■ Data supplied
=== Begin Enclosure ===
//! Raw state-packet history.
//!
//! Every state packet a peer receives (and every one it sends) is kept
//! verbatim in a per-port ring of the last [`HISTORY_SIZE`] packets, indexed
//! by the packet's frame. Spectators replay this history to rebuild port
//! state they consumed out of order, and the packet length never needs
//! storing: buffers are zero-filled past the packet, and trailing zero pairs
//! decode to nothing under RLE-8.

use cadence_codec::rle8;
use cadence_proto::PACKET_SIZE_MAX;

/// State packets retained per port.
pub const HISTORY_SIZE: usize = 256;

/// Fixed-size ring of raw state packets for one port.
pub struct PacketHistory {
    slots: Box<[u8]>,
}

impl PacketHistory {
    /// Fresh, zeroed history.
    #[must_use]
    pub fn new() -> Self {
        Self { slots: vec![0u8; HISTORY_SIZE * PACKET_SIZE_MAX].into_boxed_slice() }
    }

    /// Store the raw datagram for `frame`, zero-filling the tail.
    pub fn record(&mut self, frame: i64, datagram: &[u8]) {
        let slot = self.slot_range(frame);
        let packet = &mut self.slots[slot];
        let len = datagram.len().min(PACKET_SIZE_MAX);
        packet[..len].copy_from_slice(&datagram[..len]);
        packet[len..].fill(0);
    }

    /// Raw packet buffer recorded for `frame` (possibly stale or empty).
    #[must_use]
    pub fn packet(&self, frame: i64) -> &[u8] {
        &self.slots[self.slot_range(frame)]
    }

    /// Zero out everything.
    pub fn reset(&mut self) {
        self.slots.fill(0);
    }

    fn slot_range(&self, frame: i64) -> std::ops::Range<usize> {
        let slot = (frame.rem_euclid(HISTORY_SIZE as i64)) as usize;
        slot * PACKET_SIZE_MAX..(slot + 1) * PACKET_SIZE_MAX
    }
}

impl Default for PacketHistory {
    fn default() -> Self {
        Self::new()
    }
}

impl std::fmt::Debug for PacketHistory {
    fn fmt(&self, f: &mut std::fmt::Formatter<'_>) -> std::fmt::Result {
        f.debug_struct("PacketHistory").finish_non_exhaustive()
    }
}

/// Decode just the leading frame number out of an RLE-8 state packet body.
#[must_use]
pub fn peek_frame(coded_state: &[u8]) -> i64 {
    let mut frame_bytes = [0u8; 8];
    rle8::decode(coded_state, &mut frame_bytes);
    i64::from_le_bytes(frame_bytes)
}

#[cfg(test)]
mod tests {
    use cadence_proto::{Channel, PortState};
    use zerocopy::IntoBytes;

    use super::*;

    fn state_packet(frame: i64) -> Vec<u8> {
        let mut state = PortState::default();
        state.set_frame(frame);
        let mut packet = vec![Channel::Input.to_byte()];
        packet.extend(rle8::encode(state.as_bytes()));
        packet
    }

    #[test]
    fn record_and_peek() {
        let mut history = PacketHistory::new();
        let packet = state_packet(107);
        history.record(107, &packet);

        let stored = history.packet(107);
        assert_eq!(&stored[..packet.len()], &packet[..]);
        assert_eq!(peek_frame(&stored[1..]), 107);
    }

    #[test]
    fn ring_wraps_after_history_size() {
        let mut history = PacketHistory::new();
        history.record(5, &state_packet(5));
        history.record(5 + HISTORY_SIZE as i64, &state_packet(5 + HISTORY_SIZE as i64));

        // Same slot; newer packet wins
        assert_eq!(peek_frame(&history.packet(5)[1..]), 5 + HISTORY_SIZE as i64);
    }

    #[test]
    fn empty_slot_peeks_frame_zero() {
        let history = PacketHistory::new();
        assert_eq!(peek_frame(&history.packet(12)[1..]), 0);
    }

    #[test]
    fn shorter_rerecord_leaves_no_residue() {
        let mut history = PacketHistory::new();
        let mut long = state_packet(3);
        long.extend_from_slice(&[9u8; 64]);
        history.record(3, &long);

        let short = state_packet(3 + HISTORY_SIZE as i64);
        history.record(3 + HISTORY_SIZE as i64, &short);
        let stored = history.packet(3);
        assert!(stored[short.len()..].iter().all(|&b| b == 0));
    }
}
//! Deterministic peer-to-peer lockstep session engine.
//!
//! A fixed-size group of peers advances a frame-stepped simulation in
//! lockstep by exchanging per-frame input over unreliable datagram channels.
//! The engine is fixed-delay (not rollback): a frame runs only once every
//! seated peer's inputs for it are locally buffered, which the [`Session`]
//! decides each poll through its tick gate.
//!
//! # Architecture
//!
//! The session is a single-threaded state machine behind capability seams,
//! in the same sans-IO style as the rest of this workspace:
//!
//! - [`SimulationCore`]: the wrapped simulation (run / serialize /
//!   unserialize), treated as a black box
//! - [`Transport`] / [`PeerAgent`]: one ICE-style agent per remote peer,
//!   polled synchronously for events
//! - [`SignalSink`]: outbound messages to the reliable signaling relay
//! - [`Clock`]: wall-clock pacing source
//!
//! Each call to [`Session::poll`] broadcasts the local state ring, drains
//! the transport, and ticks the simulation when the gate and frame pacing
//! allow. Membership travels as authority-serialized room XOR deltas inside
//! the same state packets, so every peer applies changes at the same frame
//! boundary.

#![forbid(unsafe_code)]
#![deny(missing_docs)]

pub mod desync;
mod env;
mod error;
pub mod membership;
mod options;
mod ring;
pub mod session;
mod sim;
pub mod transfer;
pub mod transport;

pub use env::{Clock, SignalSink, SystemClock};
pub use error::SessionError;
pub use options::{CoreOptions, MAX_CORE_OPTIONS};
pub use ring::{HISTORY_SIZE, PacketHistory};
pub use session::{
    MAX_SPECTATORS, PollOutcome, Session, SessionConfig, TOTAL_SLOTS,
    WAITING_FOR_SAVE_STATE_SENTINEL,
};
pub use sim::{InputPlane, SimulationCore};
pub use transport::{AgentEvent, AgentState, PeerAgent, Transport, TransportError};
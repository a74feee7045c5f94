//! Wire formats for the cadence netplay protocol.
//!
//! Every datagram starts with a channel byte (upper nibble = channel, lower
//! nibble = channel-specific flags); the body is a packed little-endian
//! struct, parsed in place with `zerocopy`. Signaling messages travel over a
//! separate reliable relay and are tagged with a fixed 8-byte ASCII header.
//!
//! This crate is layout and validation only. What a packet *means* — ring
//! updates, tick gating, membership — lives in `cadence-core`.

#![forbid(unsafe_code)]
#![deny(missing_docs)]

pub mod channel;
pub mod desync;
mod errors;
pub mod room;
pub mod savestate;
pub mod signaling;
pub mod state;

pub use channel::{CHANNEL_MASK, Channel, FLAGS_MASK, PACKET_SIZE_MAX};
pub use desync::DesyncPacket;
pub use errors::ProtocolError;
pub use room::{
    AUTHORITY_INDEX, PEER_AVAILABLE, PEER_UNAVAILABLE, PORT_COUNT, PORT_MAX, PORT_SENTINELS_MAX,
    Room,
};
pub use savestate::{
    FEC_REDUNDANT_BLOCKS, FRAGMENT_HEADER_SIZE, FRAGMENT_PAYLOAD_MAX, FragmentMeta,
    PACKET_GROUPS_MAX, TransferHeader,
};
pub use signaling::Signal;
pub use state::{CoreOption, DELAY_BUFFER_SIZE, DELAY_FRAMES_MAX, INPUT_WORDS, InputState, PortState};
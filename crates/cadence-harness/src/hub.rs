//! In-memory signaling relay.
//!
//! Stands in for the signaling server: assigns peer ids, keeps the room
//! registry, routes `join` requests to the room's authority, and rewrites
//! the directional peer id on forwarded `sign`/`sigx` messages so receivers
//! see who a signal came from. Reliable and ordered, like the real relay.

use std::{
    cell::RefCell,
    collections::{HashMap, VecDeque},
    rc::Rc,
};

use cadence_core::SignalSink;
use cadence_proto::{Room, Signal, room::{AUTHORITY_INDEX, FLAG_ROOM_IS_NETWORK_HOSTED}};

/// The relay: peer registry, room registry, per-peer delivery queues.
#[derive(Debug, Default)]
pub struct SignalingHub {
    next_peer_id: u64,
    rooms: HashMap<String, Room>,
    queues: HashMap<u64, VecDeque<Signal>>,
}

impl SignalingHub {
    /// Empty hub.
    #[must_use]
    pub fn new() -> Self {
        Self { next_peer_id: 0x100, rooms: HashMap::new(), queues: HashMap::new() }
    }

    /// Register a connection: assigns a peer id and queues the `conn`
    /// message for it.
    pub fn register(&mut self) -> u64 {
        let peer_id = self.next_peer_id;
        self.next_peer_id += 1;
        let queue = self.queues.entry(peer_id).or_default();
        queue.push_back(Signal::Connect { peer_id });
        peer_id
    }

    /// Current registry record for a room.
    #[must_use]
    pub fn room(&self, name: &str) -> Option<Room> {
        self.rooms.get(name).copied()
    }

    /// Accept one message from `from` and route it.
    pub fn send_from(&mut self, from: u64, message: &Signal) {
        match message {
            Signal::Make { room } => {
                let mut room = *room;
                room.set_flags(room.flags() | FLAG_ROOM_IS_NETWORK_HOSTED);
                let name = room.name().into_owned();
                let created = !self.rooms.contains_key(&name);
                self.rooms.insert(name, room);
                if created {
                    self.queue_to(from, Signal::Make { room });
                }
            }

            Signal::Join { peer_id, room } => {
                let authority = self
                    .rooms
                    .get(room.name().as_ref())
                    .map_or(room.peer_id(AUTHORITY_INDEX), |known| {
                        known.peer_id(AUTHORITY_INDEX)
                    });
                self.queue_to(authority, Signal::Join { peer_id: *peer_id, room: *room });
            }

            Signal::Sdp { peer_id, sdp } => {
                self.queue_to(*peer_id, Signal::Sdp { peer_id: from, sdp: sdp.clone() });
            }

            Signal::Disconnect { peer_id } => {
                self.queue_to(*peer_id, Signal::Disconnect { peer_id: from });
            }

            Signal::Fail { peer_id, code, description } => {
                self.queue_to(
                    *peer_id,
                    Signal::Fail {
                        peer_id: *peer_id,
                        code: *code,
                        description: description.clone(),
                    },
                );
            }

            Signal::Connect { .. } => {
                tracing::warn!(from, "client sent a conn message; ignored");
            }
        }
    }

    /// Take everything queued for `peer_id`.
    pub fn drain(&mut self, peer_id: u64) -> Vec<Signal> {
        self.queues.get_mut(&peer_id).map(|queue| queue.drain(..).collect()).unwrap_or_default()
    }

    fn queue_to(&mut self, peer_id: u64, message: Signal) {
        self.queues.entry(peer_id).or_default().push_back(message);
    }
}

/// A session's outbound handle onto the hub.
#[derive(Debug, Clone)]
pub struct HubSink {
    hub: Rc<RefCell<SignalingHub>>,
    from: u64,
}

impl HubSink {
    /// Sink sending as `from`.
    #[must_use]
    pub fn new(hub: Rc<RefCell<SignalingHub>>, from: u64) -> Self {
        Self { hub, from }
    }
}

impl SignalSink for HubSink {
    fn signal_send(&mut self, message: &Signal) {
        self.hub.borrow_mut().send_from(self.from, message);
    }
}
=== End Enclosure ===
Filter the records above, keeping each line that contains the word "rooms".

■ Written answer
    rooms: HashMap<String, Room>,
        Self { next_peer_id: 0x100, rooms: HashMap::new(), queues: HashMap::new() }
        self.rooms.get(name).copied()
                let created = !self.rooms.contains_key(&name);
                self.rooms.insert(name, room);
                    .rooms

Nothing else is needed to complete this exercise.